Hi Tom,
On 10/08/13 15:55, Tom Morris wrote:
Given your "educating" people about software engineering principles, this may fall on deaf ears, but I too have a strong preference for the format with an independent line per triple.
No worries. The eventual RDF export of Wikidata will most certainly have this (and any other standard format one could want). If you need NTriples export earlier, but do not want to use a second tool for this, then you could modify the triple writing methods in the python script as I suggested a few emails ago.
On Sat, Aug 10, 2013 at 8:35 AM, Markus Krötzsch <markus.kroetzsch@cs.ox.ac.uk mailto:markus.kroetzsch@cs.ox.ac.uk> wrote:
On 10/08/13 12:18, Sebastian Hellmann wrote: By the way, you can always convert it to turtle easily: curl http://downloads.dbpedia.org/__3.8/ko/mappingbased___properties_ko.ttl.bz2 <http://downloads.dbpedia.org/3.8/ko/mappingbased_properties_ko.ttl.bz2> | bzcat | head -100 | rapper -i turtle -o turtle -I - - file If conversion is so easy, it does not seem worthwhile to have much of a discussion about this at all.
The point of the discussion to advocate for a format that is most useful to the maximum number of people out of the box. Rapper isn't installed by default on systems. A file format with independent lines can be processed using grep and other simple command line tools without having to find and install additional software.

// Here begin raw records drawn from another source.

//! FSRS (Free Spaced Repetition Scheduler) algorithm.
//!
//! Memory model with three components:
//! - Difficulty (D): Card difficulty 1-10
//! - Stability (S): Days until retention drops to target
//! - Retrievability (R): Probability of recall

use super::{SchedulingResult, SpacedRepetitionAlgorithm};
use crate::types::{CardState, CardStatus, Rating};
use chrono::{DateTime, Duration, Utc};

const SECONDS_PER_DAY: f64 = 86_400.0;

/// FSRS algorithm with configurable parameters.
#[derive(Debug, Clone)]
pub struct Fsrs {
    pub request_retention: f64,
    pub maximum_interval: f64,
    /// FSRS-4.5 parameters (17 weights).
    pub w: [f64; 17],
}

impl Default for Fsrs {
    fn default() -> Self {
        Self {
            request_retention: 0.9,
            maximum_interval: 36500.0,
            w: [
                0.4, 0.6, 2.4, 5.8, // w[0-3]: initial stability for Again, Hard, Good, Easy
                4.93, // w[4]: initial difficulty base
                0.94, // w[5]: initial difficulty modifier
                0.86, // w[6]: difficulty decay
                0.01, // w[7]: mean reversion weight
                1.49, // w[8]: stability exp base
                0.14, // w[9]: stability decay
                0.94, // w[10]: retrievability effect
                2.18, // w[11]: forget stability base
                0.05, // w[12]: difficulty on forget
                0.34, // w[13]: stability on forget
                1.26, // w[14]: retrievability on forget
                0.29, // w[15]: hard penalty
                2.61, // w[16]: easy bonus
            ],
        }
    }
}

impl SpacedRepetitionAlgorithm for Fsrs {
    fn name(&self) -> &'static str {
        "fsrs"
    }

    fn initial_state(&self) -> CardState {
        CardState::default()
    }

    fn schedule(&self, state: &CardState, rating: Rating, now: DateTime<Utc>) -> SchedulingResult {
        let memory = match (state.stability, state.difficulty) {
            (Some(s), Some(d)) if state.reviews_count > 0 => Some((s, d)),
            _ => None,
        };

        let (new_stability, new_difficulty, new_lapses) = match memory {
            None => (
                self.initial_stability(rating),
                self.initial_difficulty(rating),
                state.lapses,
            ),
            Some((stability, difficulty)) => {
                self.schedule_subsequent_review(state, stability, difficulty, rating, now)
            }
        };

        let new_interval = if rating == Rating::Again {
            self.short_term_interval(new_stability)
        } else {
            self.interval_from_stability(new_stability)
        };

        let next_due = now + Duration::seconds((new_interval * SECONDS_PER_DAY).round() as i64);

        SchedulingResult {
            new_state: CardState {
                status: determine_status(state.status, rating),
                interval_days: new_interval,
                ease_factor: state.ease_factor,
                stability: Some(new_stability),
                difficulty: Some(new_difficulty),
                lapses: new_lapses,
                reviews_count: state.reviews_count.saturating_add(1),
                due_date: Some(next_due),
            },
            next_due,
        }
    }
}

fn grade(rating: Rating) -> f64 {
    f64::from(rating.to_value())
}

/// Status transition table.
fn determine_status(current: CardStatus, rating: Rating) -> CardStatus {
    match (current, rating) {
        (CardStatus::New | CardStatus::Learning, Rating::Again) => CardStatus::Learning,
        (CardStatus::Review | CardStatus::Relearning, Rating::Again) => CardStatus::Relearning,
        (_, _) => CardStatus::Review,
    }
}

impl Fsrs {
    /// S0(G) = w[G-1]
    fn initial_stability(&self, rating: Rating) -> f64 {
        let index = usize::from(rating.to_value() - 1);
        self.w[index].max(0.1)
    }

    /// D0(G) = w[4] - w[5] * (G - 3)
    fn initial_difficulty(&self, rating: Rating) -> f64 {
        let d0 = self.w[4] - self.w[5] * (grade(rating) - 3.0);
        d0.clamp(1.0, 10.0)
    }

    /// Mean reversion towards D0, then decay by rating:
    /// D' = w[7] * D0(G) + (1 - w[7]) * D - w[6] * (G - 3)
    fn next_difficulty(&self, current_d: f64, rating: Rating) -> f64 {
        let d0 = self.initial_difficulty(rating);
        let d_new = self.w[7] * d0 + (1.0 - self.w[7]) * current_d;
        let d_decayed = d_new - self.w[6] * (grade(rating) - 3.0);
        d_decayed.clamp(1.0, 10.0)
    }

    /// R = (1 + t / (9 * S))^(-1)
    pub fn retrievability(&self, elapsed_days: f64, stability: f64) -> f64 {
        if stability <= 0.0 {
            return 0.0;
        }
        let factor = 1.0 + elapsed_days / (9.0 * stability);
        factor.powf(-1.0)
    }

    /// S' = S * (e^(w[8]) * (11 - D) * S^(-w[9]) * (e^(w[10]*(1-R)) - 1) + 1) * modifier
    fn next_stability_recall(
        &self,
        stability: f64,
        difficulty: f64,
        retrievability: f64,
        rating: Rating,
    ) -> f64 {
        let exp_w8 = self.w[8].exp();
        let d_factor = (11.0 - difficulty).max(0.1);
        let s_decay = stability.powf(-self.w[9]);
        let r_factor = (self.w[10] * (1.0 - retrievability)).exp() - 1.0;

        let growth = exp_w8 * d_factor * s_decay * r_factor + 1.0;

        let modifier = match rating {
            Rating::Hard => self.w[15],
            Rating::Easy => self.w[16],
            _ => 1.0,
        };

        (stability * growth * modifier).clamp(0.1, self.maximum_interval)
    }

    /// S' = w[11] * D^(-w[12]) * ((S+1)^w[13] - 1) * e^(w[14]*(1-R)), never
    /// above the previous stability.
    fn next_stability_forget(&self, stability: f64, difficulty: f64, retrievability: f64) -> f64 {
        let d_factor = difficulty.max(1.0).powf(-self.w[12]);
        let s_factor = (stability + 1.0).powf(self.w[13]) - 1.0;
        let r_factor = (self.w[14] * (1.0 - retrievability)).exp();

        let new_s = self.w[11] * d_factor * s_factor * r_factor;
        new_s.max(0.1).min(stability)
    }

    /// Interval at which predicted retrievability equals the requested
    /// retention: I = 9 * S * (1/R - 1).
    pub fn interval_from_stability(&self, stability: f64) -> f64 {
        if self.request_retention <= 0.0 || self.request_retention >= 1.0 {
            return stability.min(self.maximum_interval);
        }
        let interval = 9.0 * stability * (1.0 / self.request_retention - 1.0);
        interval.clamp(1.0, self.maximum_interval)
    }

    /// Learning step after a failed recall: 10 minutes to 1 day.
    fn short_term_interval(&self, stability: f64) -> f64 {
        let minutes = (stability * 60.0).clamp(10.0, 1440.0);
        minutes / 1440.0
    }

    /// Days since the previous review, recovered as due - interval.
    fn elapsed_days(state: &CardState, now: DateTime<Utc>) -> f64 {
        match state.due_date {
            Some(due) => {
                let interval_secs = (state.interval_days * SECONDS_PER_DAY) as i64;
                let last_review = due - Duration::seconds(interval_secs);
                let elapsed = now.signed_duration_since(last_review);
                (elapsed.num_seconds() as f64 / SECONDS_PER_DAY).max(0.0)
            }
            None => state.interval_days.max(0.0),
        }
    }

    fn schedule_subsequent_review(
        &self,
        state: &CardState,
        stability: f64,
        difficulty: f64,
        rating: Rating,
        now: DateTime<Utc>,
    ) -> (f64, f64, u32) {
        let elapsed = Self::elapsed_days(state, now);
        let r = self.retrievability(elapsed, stability);
        let new_d = self.next_difficulty(difficulty, rating);

        if rating == Rating::Again {
            let s = self.next_stability_forget(stability, difficulty, r);
            (s, new_d, state.lapses.saturating_add(1))
        } else {
            let s = self.next_stability_recall(stability, difficulty, r, rating);
            (s, new_d, state.lapses)
        }
    }
}
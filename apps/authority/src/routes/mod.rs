pub mod auth;
pub mod device;
pub mod sync;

I think the rapper command you refer to was only for expanding prefixes, not for making line-by-line syntax. Prefixes should not create any greping inconveniences.
Anyway, if you restrict yourself to tools that are installed by default on your system, then it will be difficult to do many interesting things with a 4.5G RDF file ;-) Seriously, the RDF dump is really meant specifically for tools that take RDF inputs. It is not very straightforward to encode all of Wikidata in triples, and it leads to some inconvenient constructions (especially a lot of reification). If you don't actually want to use an RDF tool and you are just interested in the data, then there would be easier ways of getting it.
Out of curiosity, what kind of use do you have in mind for the RDF (or for the data in general)?
Cheers,
Markus